[Work item] Across the records, find how many lines include the string "UdpSocket" and answer with only the figure.
Material for the task section start
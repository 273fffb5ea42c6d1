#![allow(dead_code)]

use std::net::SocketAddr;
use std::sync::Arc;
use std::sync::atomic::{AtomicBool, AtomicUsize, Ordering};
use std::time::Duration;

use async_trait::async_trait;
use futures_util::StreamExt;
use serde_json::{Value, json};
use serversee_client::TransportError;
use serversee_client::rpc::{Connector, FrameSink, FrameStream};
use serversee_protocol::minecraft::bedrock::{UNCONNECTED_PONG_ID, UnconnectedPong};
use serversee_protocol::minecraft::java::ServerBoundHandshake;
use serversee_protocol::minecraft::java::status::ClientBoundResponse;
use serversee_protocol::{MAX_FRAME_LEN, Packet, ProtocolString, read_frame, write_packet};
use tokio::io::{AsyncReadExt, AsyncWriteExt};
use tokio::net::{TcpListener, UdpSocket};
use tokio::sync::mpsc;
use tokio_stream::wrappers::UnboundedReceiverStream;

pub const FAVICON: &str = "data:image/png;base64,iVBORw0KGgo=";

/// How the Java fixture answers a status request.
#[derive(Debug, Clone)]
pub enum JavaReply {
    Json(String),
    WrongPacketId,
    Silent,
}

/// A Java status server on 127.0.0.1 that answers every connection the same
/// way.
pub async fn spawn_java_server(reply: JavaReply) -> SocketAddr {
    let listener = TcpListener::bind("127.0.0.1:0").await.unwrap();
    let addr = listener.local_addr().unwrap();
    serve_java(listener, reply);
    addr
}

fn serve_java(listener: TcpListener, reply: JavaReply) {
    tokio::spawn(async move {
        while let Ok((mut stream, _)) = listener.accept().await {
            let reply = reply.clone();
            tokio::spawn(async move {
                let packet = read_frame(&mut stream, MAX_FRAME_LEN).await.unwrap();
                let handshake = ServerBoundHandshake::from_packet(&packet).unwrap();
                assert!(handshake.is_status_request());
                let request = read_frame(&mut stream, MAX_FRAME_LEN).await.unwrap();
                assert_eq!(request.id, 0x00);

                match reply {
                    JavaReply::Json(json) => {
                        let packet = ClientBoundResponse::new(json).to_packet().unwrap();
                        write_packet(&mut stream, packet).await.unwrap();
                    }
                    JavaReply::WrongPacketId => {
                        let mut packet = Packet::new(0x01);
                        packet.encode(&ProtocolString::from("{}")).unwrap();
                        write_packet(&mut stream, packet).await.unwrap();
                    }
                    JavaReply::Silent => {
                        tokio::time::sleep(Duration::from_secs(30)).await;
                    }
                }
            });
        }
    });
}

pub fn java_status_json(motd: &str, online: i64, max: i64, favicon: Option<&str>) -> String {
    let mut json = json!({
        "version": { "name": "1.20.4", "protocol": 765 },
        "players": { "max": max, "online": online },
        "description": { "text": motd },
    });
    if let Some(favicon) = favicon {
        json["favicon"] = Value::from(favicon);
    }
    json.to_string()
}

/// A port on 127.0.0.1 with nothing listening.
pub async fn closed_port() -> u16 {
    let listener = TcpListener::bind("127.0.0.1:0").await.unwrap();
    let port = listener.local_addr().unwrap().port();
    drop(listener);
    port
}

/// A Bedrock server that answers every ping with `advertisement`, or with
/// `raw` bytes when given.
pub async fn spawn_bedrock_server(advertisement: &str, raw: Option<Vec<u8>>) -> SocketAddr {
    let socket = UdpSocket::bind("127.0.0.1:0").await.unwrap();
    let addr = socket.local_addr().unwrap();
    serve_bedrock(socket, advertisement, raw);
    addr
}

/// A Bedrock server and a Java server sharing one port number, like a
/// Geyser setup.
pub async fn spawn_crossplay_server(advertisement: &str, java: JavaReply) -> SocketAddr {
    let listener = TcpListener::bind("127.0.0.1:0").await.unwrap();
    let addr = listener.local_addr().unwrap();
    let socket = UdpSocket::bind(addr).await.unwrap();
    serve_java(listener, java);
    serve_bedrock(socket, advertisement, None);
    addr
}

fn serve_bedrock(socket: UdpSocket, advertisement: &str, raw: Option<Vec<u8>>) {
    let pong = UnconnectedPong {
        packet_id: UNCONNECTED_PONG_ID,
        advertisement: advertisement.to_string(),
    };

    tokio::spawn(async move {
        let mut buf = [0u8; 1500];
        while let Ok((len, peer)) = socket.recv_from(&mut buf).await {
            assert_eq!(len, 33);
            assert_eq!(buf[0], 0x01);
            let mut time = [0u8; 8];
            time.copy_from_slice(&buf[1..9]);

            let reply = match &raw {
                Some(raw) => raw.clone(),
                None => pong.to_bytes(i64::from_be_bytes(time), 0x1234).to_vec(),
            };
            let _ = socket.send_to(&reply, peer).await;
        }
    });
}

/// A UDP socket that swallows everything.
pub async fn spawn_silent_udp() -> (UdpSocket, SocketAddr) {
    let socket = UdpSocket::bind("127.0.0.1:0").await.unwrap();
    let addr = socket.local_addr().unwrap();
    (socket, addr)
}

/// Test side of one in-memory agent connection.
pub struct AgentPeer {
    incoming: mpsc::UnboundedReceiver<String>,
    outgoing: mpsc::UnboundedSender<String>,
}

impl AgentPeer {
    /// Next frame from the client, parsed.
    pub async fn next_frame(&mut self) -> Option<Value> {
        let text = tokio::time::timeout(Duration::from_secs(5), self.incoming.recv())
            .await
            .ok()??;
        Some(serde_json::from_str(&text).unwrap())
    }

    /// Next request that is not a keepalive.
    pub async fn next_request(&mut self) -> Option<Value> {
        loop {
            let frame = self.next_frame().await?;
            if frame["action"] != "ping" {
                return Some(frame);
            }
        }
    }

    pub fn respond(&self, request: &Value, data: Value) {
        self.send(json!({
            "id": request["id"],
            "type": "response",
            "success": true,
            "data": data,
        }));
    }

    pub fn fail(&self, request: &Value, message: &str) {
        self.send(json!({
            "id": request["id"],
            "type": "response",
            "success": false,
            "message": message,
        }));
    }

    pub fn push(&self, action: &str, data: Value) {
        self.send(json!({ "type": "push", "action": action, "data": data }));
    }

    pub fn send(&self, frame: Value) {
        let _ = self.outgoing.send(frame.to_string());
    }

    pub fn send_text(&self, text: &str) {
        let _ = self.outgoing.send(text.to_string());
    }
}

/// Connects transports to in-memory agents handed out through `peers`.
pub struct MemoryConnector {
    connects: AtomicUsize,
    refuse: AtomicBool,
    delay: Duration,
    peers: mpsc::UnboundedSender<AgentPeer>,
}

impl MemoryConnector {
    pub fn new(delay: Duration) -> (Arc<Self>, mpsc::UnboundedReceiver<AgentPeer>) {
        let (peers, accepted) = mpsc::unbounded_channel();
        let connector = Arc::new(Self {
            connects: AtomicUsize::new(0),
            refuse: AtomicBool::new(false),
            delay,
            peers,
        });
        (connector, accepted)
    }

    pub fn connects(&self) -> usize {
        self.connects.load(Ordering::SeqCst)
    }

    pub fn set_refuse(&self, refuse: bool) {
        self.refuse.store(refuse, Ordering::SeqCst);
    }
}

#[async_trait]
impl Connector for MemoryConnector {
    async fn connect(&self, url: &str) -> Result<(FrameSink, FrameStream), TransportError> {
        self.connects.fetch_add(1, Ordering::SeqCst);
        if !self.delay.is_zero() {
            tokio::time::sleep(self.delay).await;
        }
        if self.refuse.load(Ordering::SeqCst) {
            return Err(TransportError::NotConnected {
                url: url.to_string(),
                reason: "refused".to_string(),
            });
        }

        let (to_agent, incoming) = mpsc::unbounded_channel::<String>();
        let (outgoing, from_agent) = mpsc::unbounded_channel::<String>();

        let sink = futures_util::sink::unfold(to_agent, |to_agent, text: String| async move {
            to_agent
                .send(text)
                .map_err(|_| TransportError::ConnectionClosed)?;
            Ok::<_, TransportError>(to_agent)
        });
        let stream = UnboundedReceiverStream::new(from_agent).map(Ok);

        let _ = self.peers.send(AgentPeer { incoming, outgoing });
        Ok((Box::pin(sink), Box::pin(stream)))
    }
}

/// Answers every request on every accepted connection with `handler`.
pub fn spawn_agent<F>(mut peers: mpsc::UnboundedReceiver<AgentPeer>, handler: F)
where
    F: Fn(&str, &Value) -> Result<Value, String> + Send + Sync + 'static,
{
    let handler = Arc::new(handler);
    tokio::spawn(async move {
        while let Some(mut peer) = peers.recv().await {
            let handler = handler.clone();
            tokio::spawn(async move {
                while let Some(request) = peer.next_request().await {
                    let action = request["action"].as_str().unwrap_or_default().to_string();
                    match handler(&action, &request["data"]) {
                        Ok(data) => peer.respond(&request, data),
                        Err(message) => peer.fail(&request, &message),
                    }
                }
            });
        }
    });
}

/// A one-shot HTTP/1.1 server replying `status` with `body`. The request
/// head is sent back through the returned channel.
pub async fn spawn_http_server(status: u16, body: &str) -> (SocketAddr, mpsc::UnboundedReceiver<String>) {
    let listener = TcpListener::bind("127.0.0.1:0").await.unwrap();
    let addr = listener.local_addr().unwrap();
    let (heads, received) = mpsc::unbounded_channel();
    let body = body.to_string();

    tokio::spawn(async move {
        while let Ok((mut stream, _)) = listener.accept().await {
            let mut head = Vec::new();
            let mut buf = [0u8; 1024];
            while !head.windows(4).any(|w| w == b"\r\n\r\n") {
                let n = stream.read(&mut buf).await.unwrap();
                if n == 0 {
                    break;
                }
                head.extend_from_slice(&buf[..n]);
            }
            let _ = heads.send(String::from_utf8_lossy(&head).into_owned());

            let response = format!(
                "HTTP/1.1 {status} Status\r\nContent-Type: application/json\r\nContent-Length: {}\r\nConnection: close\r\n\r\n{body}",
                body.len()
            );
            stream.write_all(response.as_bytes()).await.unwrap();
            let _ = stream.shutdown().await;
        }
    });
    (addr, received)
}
Material for the task section end
Material for the task section start
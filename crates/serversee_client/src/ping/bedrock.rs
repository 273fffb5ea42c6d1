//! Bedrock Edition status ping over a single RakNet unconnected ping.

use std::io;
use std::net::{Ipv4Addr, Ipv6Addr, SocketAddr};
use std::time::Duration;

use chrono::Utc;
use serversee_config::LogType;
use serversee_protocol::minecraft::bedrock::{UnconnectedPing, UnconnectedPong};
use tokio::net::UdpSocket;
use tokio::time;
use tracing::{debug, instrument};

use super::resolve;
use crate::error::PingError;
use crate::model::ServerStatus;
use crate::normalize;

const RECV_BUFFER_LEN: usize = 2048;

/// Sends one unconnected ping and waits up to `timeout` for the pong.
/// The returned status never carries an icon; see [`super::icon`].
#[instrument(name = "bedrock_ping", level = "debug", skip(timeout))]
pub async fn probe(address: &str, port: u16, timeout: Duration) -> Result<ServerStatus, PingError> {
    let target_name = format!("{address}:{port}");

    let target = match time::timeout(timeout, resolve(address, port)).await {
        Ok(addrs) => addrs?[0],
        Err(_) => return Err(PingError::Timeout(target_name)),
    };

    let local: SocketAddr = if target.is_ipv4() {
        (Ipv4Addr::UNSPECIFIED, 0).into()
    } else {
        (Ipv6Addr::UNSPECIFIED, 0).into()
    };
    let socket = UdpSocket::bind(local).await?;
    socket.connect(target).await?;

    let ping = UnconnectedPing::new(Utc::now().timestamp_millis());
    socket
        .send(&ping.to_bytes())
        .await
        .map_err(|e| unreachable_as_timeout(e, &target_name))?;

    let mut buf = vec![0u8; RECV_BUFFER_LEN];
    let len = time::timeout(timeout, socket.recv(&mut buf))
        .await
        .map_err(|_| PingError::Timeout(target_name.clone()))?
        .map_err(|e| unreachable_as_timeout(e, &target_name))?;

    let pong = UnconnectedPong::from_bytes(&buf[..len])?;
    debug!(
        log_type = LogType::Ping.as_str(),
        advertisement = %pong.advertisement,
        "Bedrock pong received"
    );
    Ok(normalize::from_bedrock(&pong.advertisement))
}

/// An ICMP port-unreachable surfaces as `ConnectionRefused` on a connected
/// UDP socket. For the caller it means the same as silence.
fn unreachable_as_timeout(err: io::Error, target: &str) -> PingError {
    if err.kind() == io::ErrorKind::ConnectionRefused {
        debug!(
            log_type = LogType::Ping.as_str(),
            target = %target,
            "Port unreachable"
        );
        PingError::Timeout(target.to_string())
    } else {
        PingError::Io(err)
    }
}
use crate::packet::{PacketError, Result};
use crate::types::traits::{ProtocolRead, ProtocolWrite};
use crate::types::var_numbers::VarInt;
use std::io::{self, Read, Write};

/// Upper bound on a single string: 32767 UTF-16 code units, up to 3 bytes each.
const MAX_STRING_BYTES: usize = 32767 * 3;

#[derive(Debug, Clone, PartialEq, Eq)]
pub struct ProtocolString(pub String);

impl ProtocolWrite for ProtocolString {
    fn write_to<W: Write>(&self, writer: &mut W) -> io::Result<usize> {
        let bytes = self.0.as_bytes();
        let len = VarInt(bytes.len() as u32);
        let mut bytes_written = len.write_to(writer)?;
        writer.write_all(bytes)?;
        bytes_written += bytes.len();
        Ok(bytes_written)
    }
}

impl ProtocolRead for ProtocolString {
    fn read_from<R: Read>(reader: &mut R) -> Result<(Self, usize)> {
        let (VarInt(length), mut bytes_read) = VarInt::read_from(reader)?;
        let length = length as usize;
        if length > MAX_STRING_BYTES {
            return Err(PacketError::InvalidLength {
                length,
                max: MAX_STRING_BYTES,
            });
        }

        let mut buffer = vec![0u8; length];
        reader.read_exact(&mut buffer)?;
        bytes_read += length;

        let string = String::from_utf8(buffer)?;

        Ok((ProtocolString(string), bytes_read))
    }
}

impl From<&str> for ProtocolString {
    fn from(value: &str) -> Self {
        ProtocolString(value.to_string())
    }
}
Material for the task section end
[Exercise result] 8